*Exercise directions*. Tally up how many lines in the listing below contain the string "const", and give only the total.

*Dataset records*.
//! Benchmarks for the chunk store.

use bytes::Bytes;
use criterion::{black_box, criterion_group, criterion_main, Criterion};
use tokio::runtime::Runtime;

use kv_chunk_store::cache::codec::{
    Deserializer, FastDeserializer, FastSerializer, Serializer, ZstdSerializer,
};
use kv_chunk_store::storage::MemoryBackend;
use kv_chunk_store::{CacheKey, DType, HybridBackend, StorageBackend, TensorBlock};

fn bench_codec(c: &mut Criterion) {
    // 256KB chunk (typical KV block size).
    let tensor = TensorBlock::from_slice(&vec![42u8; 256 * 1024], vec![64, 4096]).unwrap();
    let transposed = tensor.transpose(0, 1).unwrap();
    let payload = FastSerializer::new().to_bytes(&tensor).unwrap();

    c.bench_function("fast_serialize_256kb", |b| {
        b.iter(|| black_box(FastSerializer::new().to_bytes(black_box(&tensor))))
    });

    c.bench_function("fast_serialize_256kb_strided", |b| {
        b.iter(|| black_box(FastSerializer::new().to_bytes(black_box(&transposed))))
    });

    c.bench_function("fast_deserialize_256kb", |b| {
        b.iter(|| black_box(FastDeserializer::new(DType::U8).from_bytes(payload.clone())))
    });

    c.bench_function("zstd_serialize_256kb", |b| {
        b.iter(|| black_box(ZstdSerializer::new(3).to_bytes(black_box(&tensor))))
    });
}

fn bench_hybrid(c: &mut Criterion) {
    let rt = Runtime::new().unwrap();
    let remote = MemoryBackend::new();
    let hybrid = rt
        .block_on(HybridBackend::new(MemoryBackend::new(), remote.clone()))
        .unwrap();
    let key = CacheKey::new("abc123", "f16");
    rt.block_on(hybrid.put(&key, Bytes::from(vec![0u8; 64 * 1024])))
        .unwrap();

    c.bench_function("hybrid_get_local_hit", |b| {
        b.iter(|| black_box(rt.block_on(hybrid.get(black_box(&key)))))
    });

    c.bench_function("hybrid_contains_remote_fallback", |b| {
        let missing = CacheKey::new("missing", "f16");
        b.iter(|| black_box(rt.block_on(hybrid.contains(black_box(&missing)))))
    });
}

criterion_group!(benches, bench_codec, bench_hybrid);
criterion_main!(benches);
* * *
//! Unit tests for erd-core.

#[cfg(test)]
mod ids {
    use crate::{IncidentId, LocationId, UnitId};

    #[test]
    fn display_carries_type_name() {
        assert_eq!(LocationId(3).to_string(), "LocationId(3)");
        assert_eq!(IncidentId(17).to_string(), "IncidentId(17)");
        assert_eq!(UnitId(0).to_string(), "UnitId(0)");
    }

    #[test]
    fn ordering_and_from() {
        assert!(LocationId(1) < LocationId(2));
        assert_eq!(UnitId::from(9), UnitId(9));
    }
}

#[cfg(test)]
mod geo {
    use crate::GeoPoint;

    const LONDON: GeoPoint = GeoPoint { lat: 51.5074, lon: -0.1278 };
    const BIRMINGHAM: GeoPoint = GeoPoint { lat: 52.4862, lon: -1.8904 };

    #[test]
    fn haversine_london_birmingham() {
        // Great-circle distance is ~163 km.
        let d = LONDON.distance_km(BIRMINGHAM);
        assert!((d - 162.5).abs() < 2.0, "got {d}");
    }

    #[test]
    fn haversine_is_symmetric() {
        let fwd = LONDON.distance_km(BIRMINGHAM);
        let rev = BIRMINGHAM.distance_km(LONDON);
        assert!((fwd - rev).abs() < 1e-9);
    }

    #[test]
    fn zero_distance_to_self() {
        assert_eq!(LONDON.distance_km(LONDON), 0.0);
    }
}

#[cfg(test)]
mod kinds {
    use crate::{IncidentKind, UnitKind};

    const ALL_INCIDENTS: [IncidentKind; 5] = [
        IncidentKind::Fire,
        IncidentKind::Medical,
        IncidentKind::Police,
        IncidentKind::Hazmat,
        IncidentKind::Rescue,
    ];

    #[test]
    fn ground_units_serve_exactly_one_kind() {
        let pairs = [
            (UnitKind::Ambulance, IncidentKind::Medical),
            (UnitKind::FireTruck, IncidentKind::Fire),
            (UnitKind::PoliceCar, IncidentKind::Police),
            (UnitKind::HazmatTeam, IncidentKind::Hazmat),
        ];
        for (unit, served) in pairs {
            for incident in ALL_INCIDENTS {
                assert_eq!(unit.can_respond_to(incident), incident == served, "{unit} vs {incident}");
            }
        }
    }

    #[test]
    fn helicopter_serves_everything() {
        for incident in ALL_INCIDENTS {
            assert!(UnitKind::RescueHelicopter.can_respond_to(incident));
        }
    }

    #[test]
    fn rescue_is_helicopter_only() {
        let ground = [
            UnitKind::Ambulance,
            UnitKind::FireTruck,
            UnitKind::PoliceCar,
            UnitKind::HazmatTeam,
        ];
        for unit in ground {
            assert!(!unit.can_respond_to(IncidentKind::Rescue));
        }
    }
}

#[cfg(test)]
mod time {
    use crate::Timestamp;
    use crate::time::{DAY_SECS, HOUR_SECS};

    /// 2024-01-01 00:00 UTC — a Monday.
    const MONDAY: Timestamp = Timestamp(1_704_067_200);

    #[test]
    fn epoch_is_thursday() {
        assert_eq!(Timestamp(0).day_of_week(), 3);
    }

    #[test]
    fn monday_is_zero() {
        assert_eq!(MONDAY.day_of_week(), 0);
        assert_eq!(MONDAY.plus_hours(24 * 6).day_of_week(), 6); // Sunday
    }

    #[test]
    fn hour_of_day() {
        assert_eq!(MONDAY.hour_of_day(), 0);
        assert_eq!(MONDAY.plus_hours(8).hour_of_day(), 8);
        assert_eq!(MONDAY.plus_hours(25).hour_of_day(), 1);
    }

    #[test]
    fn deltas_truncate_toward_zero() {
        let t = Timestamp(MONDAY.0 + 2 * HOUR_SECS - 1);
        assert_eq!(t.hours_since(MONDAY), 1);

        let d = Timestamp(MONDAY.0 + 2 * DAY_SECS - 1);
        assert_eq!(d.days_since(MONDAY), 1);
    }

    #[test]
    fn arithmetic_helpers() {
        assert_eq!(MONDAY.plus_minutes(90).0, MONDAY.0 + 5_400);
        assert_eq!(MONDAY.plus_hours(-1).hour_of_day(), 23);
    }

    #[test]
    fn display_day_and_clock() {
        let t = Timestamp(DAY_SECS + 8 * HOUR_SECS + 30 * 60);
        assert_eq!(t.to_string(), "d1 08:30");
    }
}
--
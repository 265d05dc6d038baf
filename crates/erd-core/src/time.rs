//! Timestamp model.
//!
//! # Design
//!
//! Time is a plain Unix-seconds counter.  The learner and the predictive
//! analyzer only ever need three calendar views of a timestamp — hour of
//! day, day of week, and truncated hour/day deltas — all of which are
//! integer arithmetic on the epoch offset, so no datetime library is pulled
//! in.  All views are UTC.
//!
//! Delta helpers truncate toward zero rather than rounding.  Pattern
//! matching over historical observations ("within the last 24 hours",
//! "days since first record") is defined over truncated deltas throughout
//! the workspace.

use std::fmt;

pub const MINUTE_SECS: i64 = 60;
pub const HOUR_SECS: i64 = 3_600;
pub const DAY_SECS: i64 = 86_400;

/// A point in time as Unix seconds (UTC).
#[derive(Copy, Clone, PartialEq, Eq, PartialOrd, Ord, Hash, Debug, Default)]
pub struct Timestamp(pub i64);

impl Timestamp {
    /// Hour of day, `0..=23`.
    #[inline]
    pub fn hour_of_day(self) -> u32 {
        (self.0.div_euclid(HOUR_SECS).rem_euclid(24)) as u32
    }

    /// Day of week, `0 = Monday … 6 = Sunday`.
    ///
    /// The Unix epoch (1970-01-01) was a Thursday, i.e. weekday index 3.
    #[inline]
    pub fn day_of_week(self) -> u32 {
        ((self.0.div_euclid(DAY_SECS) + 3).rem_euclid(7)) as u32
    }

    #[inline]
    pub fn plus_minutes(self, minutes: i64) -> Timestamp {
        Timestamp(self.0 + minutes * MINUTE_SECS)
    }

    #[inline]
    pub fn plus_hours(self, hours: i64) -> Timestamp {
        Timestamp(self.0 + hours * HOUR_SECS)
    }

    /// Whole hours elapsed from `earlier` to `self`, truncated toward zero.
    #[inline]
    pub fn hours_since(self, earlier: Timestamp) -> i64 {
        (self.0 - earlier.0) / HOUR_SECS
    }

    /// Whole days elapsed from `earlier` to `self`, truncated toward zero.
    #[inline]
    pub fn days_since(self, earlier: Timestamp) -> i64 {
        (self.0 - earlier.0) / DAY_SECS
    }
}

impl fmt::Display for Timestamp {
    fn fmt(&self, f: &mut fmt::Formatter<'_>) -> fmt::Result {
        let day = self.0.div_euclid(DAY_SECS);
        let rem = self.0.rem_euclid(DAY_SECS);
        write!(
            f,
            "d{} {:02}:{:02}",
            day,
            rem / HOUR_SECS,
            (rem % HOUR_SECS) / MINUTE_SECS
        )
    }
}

*Result for this exercise*. 7